Memory chipmakers face boom-bust volatility as AI-driven demand cycle collides with cyclical oversupply risk in HBM and DRAM markets.
It's a good time to be in the memory business. As the AI datacenter sector booms, SK Hynix and Micron's revenues have tripled in the last year, while Samsung's have roughly doubled. Yet the deck is stacked for reversal—such is the memory business historically.
Today, sky-high demand for high-bandwidth memory (HBM), DDR5, and NAND flash memory needed for GPU servers has consumed all remaining capacity, creating shortages that have driven up prices across consumer electronics and AI infrastructure alike. Budget smartphones are now difficult to purchase at affordable prices.
The big three memory vendors are investing hundreds of billions of dollars to bring new fabrication capacity online. In June, South Korean President Lee Jae Myung announced a $576 billion investment led by SK Hynix and Samsung to bolster chip production and shore up AI supply chains. Micron said Thursday it would invest up to $3 billion to strengthen the US semiconductor supply chain, while also working to boost production at sites in Singapore, Taiwan, and Japan.
Semiconductor manufacturing is among the most complex and resource-intensive industries in the world. Building a new DRAM or NAND flash wafer fab requires securing financing, selecting a location, winning permits, and deploying tens of millions of dollars in support facilities—power conditioning, air handling, ultra-pure water filtration systems. After clean rooms are completed, hundreds of millions more in specialized lithography, wafer transport, and test equipment must be installed and validated. Once powered on, it can take months to dial in settings and bring yields to acceptable levels. This process often takes years even without delays.
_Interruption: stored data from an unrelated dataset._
impl LayoutContext for LayoutPass<'_> {
    fn node_id(&self) -> NodeId {
        self.node
    }

    fn children(&self) -> Vec<NodeId> {
        self.core
            .children(self.node)
            .into_iter()
            .filter(|c| self.core.nodes.get(*c).is_some_and(|n| !n.hidden))
            .collect()
    }

    fn measure_child(&mut self, child: NodeId, c: Constraints) -> Expanse {
        if !self.owns(child) {
            return Expanse::zero();
        }
        self.measure_node(child, c)
    }

    fn arrange_child(&mut self, child: NodeId, rect: Rect) {
        if self.owns(child) {
            self.arrange_node(child, rect);
        }
    }

    fn measured(&self, child: NodeId) -> Expanse {
        self.core
            .nodes
            .get(child)
            .map(|n| n.measured)
            .unwrap_or_default()
    }

    fn child_flex(&self, child: NodeId) -> Option<u32> {
        self.core.widget(child).and_then(|w| w.flex())
    }

    fn font(&self) -> &dyn FontBackend {
        self.core.font()
    }

    fn config(&self) -> &SceneConfig {
        &self.core.config
    }
}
While a handful of new memory fabs are already under way, anything SK, Samsung, or Micron starts today will take at least three years to bring online, and even longer to ramp production. A recent IDC report warns that relief from the memory shortage may not arrive until at least 2028.
That's excellent news for memory makers, whose revenues will remain elevated. For AI startups and model developers, however, it's a significant problem. They will continue paying higher infrastructure prices, and sky-high memory costs are not conducive to finding margins in the cost per token. OpenAI and other ventures have spent the last four years and hundreds of billions in venture capital developing increasingly capable models, agents, and tools. It's no longer a question of whether the technology works, but whether the benefits justify continued investment at current or higher levels. Sooner or later, these startups must turn a profit—and elevated memory prices certainly aren't helping.
The central question is whether memory vendors can bring new capacity online before the major AI houses exhaust their VC-subsidized runway and the music stops.
Historically, memory is a commodity with wild swings in pricing characterized by boom-and-bust cycles. Memory vendors therefore rely on boom cycles to finance new fabs, knowing full well that once capacity comes online, the additional supply could crater prices. As reported last year, the AI boom has changed this dynamic dramatically. Rather than the expected price declines across 2025 and 2026, prices have risen steadily as AI infrastructure consumes every bit of DRAM and NAND available.
If anticipated demand for AI falls short, however, everyone loses. Memory vendors will find themselves at the bottom of a bust cycle of historic proportions.
On a bright note, sky-high memory prices will no longer be the reason you can't afford a new laptop or smartphone.